L'entreprise a en effet investi dans l'efficacité et les économies d'eau : la cave est « autosuffisante en énergie » depuis 2022, grâce à la mise en place de systèmes photovoltaïques et lutte contre la sécheresse grâce à des systèmes d'irrigation « goutte à goutte » pour « d'importantes économies d'eau ». De plus, l'utilisation de « rippers » (dents de fer) également en été réduit l'évapotranspiration du sol, « économisant encore une fois l'eau ».

Pour garder les terres saines, l'entreprise pratique le travail en sous-rangs pour « aérer nos terres » et utilise de l'engrais vert pour les semis d'automne.

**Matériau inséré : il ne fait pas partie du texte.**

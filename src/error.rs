//! Error types shared by the transport, protocol, and server layers.
//!
//! # Design Decisions
//! - Transport failures carry a classification (`TransportErrorKind`) so the
//!   server loop can tell an expected disconnect or shutdown interrupt apart
//!   from a genuine fault.
//! - Protocol failures wrap transport failures so codec callers only deal
//!   with one error type.

use thiserror::Error;

/// Classification of a transport failure.
#[derive(Debug, Clone, Copy, PartialEq, Eq)]
pub enum TransportErrorKind {
    /// The underlying resource is not open or could not be established.
    NotOpen,
    /// No bytes remain and none will arrive.
    EndOfFile,
    /// A blocking call was interrupted by a deliberate close (shutdown).
    Interrupted,
    /// The peer did not respond within the configured timeout.
    TimedOut,
    /// An underlying I/O fault with no more specific classification.
    Unknown,
}

impl std::fmt::Display for TransportErrorKind {
    fn fmt(&self, f: &mut std::fmt::Formatter<'_>) -> std::fmt::Result {
        let name = match self {
            TransportErrorKind::NotOpen => "not open",
            TransportErrorKind::EndOfFile => "end of file",
            TransportErrorKind::Interrupted => "interrupted",
            TransportErrorKind::TimedOut => "timed out",
            TransportErrorKind::Unknown => "unknown",
        };
        f.write_str(name)
    }
}

/// A failure while moving raw bytes between endpoints.
#[derive(Debug, Error)]
#[error("transport error ({kind}): {message}")]
pub struct TransportError {
    kind: TransportErrorKind,
    message: String,
    #[source]
    source: Option<Box<dyn std::error::Error + Send + Sync>>,
}

impl TransportError {
    pub fn new(kind: TransportErrorKind, message: impl Into<String>) -> Self {
        Self {
            kind,
            message: message.into(),
            source: None,
        }
    }

    pub fn with_source(
        kind: TransportErrorKind,
        message: impl Into<String>,
        source: impl std::error::Error + Send + Sync + 'static,
    ) -> Self {
        Self {
            kind,
            message: message.into(),
            source: Some(Box::new(source)),
        }
    }

    pub fn kind(&self) -> TransportErrorKind {
        self.kind
    }

    /// True for the failure shapes a healthy client produces when it hangs up.
    pub fn is_disconnect(&self) -> bool {
        matches!(
            self.kind,
            TransportErrorKind::EndOfFile | TransportErrorKind::NotOpen
        )
    }
}

impl From<std::io::Error> for TransportError {
    fn from(err: std::io::Error) -> Self {
        let kind = match err.kind() {
            std::io::ErrorKind::UnexpectedEof => TransportErrorKind::EndOfFile,
            std::io::ErrorKind::TimedOut | std::io::ErrorKind::WouldBlock => {
                TransportErrorKind::TimedOut
            }
            std::io::ErrorKind::NotConnected => TransportErrorKind::NotOpen,
            _ => TransportErrorKind::Unknown,
        };
        TransportError::with_source(kind, "i/o fault", err)
    }
}

impl From<reqwest::Error> for TransportError {
    fn from(err: reqwest::Error) -> Self {
        let kind = if err.is_timeout() {
            TransportErrorKind::TimedOut
        } else if err.is_connect() {
            TransportErrorKind::NotOpen
        } else {
            TransportErrorKind::Unknown
        };
        TransportError::with_source(kind, "could not complete http exchange", err)
    }
}

/// A failure while encoding or decoding structured values.
#[derive(Debug, Error)]
pub enum ProtocolError {
    /// Nested structures exceeded the configured recursion limit.
    #[error("nesting depth exceeded the configured limit of {0}")]
    DepthLimit(usize),

    /// The byte stream does not form a valid encoding.
    #[error("invalid wire data: {0}")]
    InvalidData(String),

    /// A version or type tag this codec does not understand.
    #[error("unsupported encoding: {0}")]
    Unsupported(String),

    /// The underlying transport failed mid-operation.
    #[error(transparent)]
    Transport(#[from] TransportError),
}

impl ProtocolError {
    pub fn invalid(message: impl Into<String>) -> Self {
        ProtocolError::InvalidData(message.into())
    }
}

/// Crate-level error, the sum of the layer-specific failures.
#[derive(Debug, Error)]
pub enum Error {
    #[error(transparent)]
    Transport(#[from] TransportError),

    #[error(transparent)]
    Protocol(#[from] ProtocolError),

    /// A failure raised by an application-supplied processor.
    #[error("processor error: {0}")]
    Processor(String),
}

impl Error {
    /// The transport failure at the root of this error, if there is one.
    ///
    /// The server loop uses this to recognize client disconnects that arrive
    /// wrapped in a protocol error.
    pub fn as_transport(&self) -> Option<&TransportError> {
        match self {
            Error::Transport(e) => Some(e),
            Error::Protocol(ProtocolError::Transport(e)) => Some(e),
            _ => None,
        }
    }
}
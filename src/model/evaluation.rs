//! Per-class evaluation of classifier output.
//!
//! The report is operator-facing: rendered to the log sink after training,
//! never persisted as an artifact.

use crate::error::{PipelineError, Result};
use serde::{Deserialize, Serialize};
use std::fmt;

/// Precision/recall/F1/support for one class
#[derive(Debug, Clone, Serialize, Deserialize)]
pub struct ClassMetrics {
    pub label: String,
    pub precision: f64,
    pub recall: f64,
    pub f1: f64,
    pub support: usize,
}

/// Per-class classification report with accuracy and macro averages
#[derive(Debug, Clone, Serialize, Deserialize)]
pub struct ClassificationReport {
    pub classes: Vec<ClassMetrics>,
    pub accuracy: f64,
    pub macro_precision: f64,
    pub macro_recall: f64,
    pub macro_f1: f64,
    pub total_support: usize,
}

impl ClassificationReport {
    /// Compute the report from encoded integer labels.
    ///
    /// `class_names[code]` names the class for that code; predictions and
    /// truths outside `[0, class_names.len())` are rejected.
    pub fn compute(y_true: &[usize], y_pred: &[usize], class_names: &[String]) -> Result<Self> {
        if y_true.len() != y_pred.len() {
            return Err(PipelineError::Data(format!(
                "label length mismatch: {} true vs {} predicted",
                y_true.len(),
                y_pred.len()
            )));
        }
        if y_true.is_empty() {
            return Err(PipelineError::Data(
                "cannot evaluate over zero samples".to_string(),
            ));
        }
        let k = class_names.len();
        if let Some(&bad) = y_true.iter().chain(y_pred.iter()).find(|&&c| c >= k) {
            return Err(PipelineError::Data(format!(
                "label code {bad} out of range for {k} classes"
            )));
        }

        // k x k confusion matrix, rows = truth, columns = prediction
        let mut confusion = vec![vec![0usize; k]; k];
        for (&t, &p) in y_true.iter().zip(y_pred.iter()) {
            confusion[t][p] += 1;
        }

        let mut classes = Vec::with_capacity(k);
        let mut correct = 0usize;
        for code in 0..k {
            let tp = confusion[code][code];
            correct += tp;
            let support: usize = confusion[code].iter().sum();
            let predicted: usize = (0..k).map(|t| confusion[t][code]).sum();

            let precision = if predicted > 0 {
                tp as f64 / predicted as f64
            } else {
                0.0
            };
            let recall = if support > 0 {
                tp as f64 / support as f64
            } else {
                0.0
            };
            let f1 = if precision + recall > 0.0 {
                2.0 * precision * recall / (precision + recall)
            } else {
                0.0
            };

            classes.push(ClassMetrics {
                label: class_names[code].clone(),
                precision,
                recall,
                f1,
                support,
            });
        }

        let n = classes.len() as f64;
        Ok(Self {
            accuracy: correct as f64 / y_true.len() as f64,
            macro_precision: classes.iter().map(|c| c.precision).sum::<f64>() / n,
            macro_recall: classes.iter().map(|c| c.recall).sum::<f64>() / n,
            macro_f1: classes.iter().map(|c| c.f1).sum::<f64>() / n,
            total_support: y_true.len(),
            classes,
        })
    }
}

impl fmt::Display for ClassificationReport {
    fn fmt(&self, f: &mut fmt::Formatter<'_>) -> fmt::Result {
        let width = self
            .classes
            .iter()
            .map(|c| c.label.len())
            .max()
            .unwrap_or(0)
            .max("macro avg".len());

        writeln!(
            f,
            "{:>width$}  {:>9}  {:>9}  {:>9}  {:>9}",
            "", "precision", "recall", "f1-score", "support"
        )?;
        for c in &self.classes {
            writeln!(
                f,
                "{:>width$}  {:>9.2}  {:>9.2}  {:>9.2}  {:>9}",
                c.label, c.precision, c.recall, c.f1, c.support
            )?;
        }
        writeln!(
            f,
            "{:>width$}  {:>9}  {:>9}  {:>9.2}  {:>9}",
            "accuracy", "", "", self.accuracy, self.total_support
        )?;
        write!(
            f,
            "{:>width$}  {:>9.2}  {:>9.2}  {:>9.2}  {:>9}",
            "macro avg", self.macro_precision, self.macro_recall, self.macro_f1, self.total_support
        )
    }
}

#[cfg(test)]
mod tests {
    use super::*;

    fn names() -> Vec<String> {
        vec!["<=50K".to_string(), ">50K".to_string()]
    }

    #[test]
    fn test_perfect_predictions() {
        let y = vec![0, 1, 0, 1, 1];
        let report = ClassificationReport::compute(&y, &y, &names()).unwrap();
        assert_eq!(report.accuracy, 1.0);
        for c in &report.classes {
            assert_eq!(c.precision, 1.0);
            assert_eq!(c.recall, 1.0);
            assert_eq!(c.f1, 1.0);
        }
        assert_eq!(report.classes[0].support, 2);
        assert_eq!(report.classes[1].support, 3);
    }

    #[test]
    fn test_known_confusion() {
        // truth:      0 0 0 0 1 1
        // predicted:  0 0 1 1 1 1
        let y_true = vec![0, 0, 0, 0, 1, 1];
        let y_pred = vec![0, 0, 1, 1, 1, 1];
        let report = ClassificationReport::compute(&y_true, &y_pred, &names()).unwrap();

        let c0 = &report.classes[0];
        assert!((c0.precision - 1.0).abs() < 1e-9);
        assert!((c0.recall - 0.5).abs() < 1e-9);

        let c1 = &report.classes[1];
        assert!((c1.precision - 0.5).abs() < 1e-9);
        assert!((c1.recall - 1.0).abs() < 1e-9);

        assert!((report.accuracy - 4.0 / 6.0).abs() < 1e-9);
    }

    #[test]
    fn test_rejects_mismatched_lengths() {
        assert!(ClassificationReport::compute(&[0, 1], &[0], &names()).is_err());
    }

    #[test]
    fn test_rejects_out_of_range_code() {
        assert!(ClassificationReport::compute(&[0, 2], &[0, 0], &names()).is_err());
    }

    #[test]
    fn test_display_contains_labels() {
        let report =
            ClassificationReport::compute(&[0, 1, 1], &[0, 1, 0], &names()).unwrap();
        let text = report.to_string();
        assert!(text.contains("<=50K"));
        assert!(text.contains("precision"));
        assert!(text.contains("macro avg"));
    }
}
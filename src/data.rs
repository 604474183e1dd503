//! Raw tabular input loading.
//!
//! Columns are read as-is with no schema enforcement beyond name lookup:
//! declared numerical columns are parsed as floats, everything else
//! declared (categorical features and the target) stays a string.

use crate::config::FeatureConfig;
use crate::error::{PipelineError, Result};
use crate::frame::{Column, Frame};
use std::collections::HashMap;
use std::path::Path;
use tracing::info;

/// Load a train or test table from a CSV file, keeping only the declared
/// feature and target columns.
pub fn load_table<P: AsRef<Path>>(path: P, features: &FeatureConfig) -> Result<Frame> {
    let path = path.as_ref();
    let mut reader = csv::Reader::from_path(path)?;

    let headers = reader.headers()?.clone();
    let positions: HashMap<&str, usize> = headers
        .iter()
        .enumerate()
        .map(|(i, name)| (name.trim(), i))
        .collect();

    let declared: Vec<&String> = features
        .numerical
        .iter()
        .chain(features.categorical.iter())
        .chain(std::iter::once(&features.target))
        .collect();
    for name in &declared {
        if !positions.contains_key(name.as_str()) {
            return Err(PipelineError::MissingColumn(name.to_string()));
        }
    }

    let records = reader
        .records()
        .collect::<std::result::Result<Vec<_>, _>>()?;

    let mut frame = Frame::new();
    for name in &features.numerical {
        let idx = positions[name.as_str()];
        let parsed = records
            .iter()
            .map(|record| {
                let value = record.get(idx).unwrap_or("").trim();
                value.parse::<f64>().map_err(|_| {
                    PipelineError::Data(format!(
                        "column {name:?}: cannot parse {value:?} as a number"
                    ))
                })
            })
            .collect::<Result<Vec<f64>>>()?;
        frame.push_column(name.clone(), Column::Numeric(parsed))?;
    }
    for name in features.categorical.iter().chain(std::iter::once(&features.target)) {
        let idx = positions[name.as_str()];
        let values = records
            .iter()
            .map(|record| record.get(idx).unwrap_or("").trim().to_string())
            .collect();
        frame.push_column(name.clone(), Column::Categorical(values))?;
    }

    info!(
        path = %path.display(),
        rows = frame.nrows(),
        columns = frame.ncols(),
        "Loaded table"
    );

    Ok(frame)
}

L'engrais vert, déposé plutôt que réenfoui, fait office de « paillis » et permet « d'héberger nos insectes pollinisateurs le plus longtemps possible ». L’objectif est d’apporter de la matière organique au sol de manière naturelle. La viticulture valdôtaine est définie comme « héroïque » en raison des pentes qui atteignent jusqu'à 80 % et qui nécessitent un effort manuel très élevé : « 700/800 heures par hectare », environ « 5/6 fois au-dessus de la moyenne nationale » de 150 heures/hectare.

En cave, la priorité est à l'utilisation de « raisins de première qualité ». Le style adopté est le « style de vinification traditionnel valdôtain » ou « vinification bourguignonne », axé sur « quelques procédés indispensables ». L'ancienne « technique du foulage » (casser le capuchon du marc) a été redécouverte et réadoptée, considérée comme « très respectueuse de nos peaux ». L'objectif premier est de « réduire l'utilisation de dioxyde de soufre au minimum possible », en maintenant des niveaux « bien inférieurs à la quantité minimale requise ».

Malgré les enjeux climatiques, l'altitude et la ténacité des Grosjeans offrent une réponse de qualité.

On peut considérer les vins de Grosjean – qui avec ses 25 produits différents qui représentent aujourd'hui environ 10% de la production valdôtaine – non pas comme de simples produits agricoles, mais comme des bateaux de course naviguant dans une mer agitée : alors que la majorité des bateaux (vins de plaine) risquent de couler à cause de trop de vent (chaleur excessive), les vins alpins (grâce à l'altitude) sont construits avec une coque plus solide (structure et alcool) et une quille profonde (acidité et fraîcheur) qui leur permet de résister la force du climat et naviguer vers l’excellence, là où d’autres ne peuvent pas atteindre.

Bref, l'histoire de Grosjean, depuis la renaissance souhaitée par Grand-Père Dauphin jusqu'à la gestion actuelle des quatre cousins, est un exemple de la façon dont l'engagement en faveur de la cohérence biologique et de l'adaptation aux cycles climatiques conduit à un résultat impeccable : distiller « autant de beauté d'autant d'émerveillement, dans chaque bouteille de notre vin ».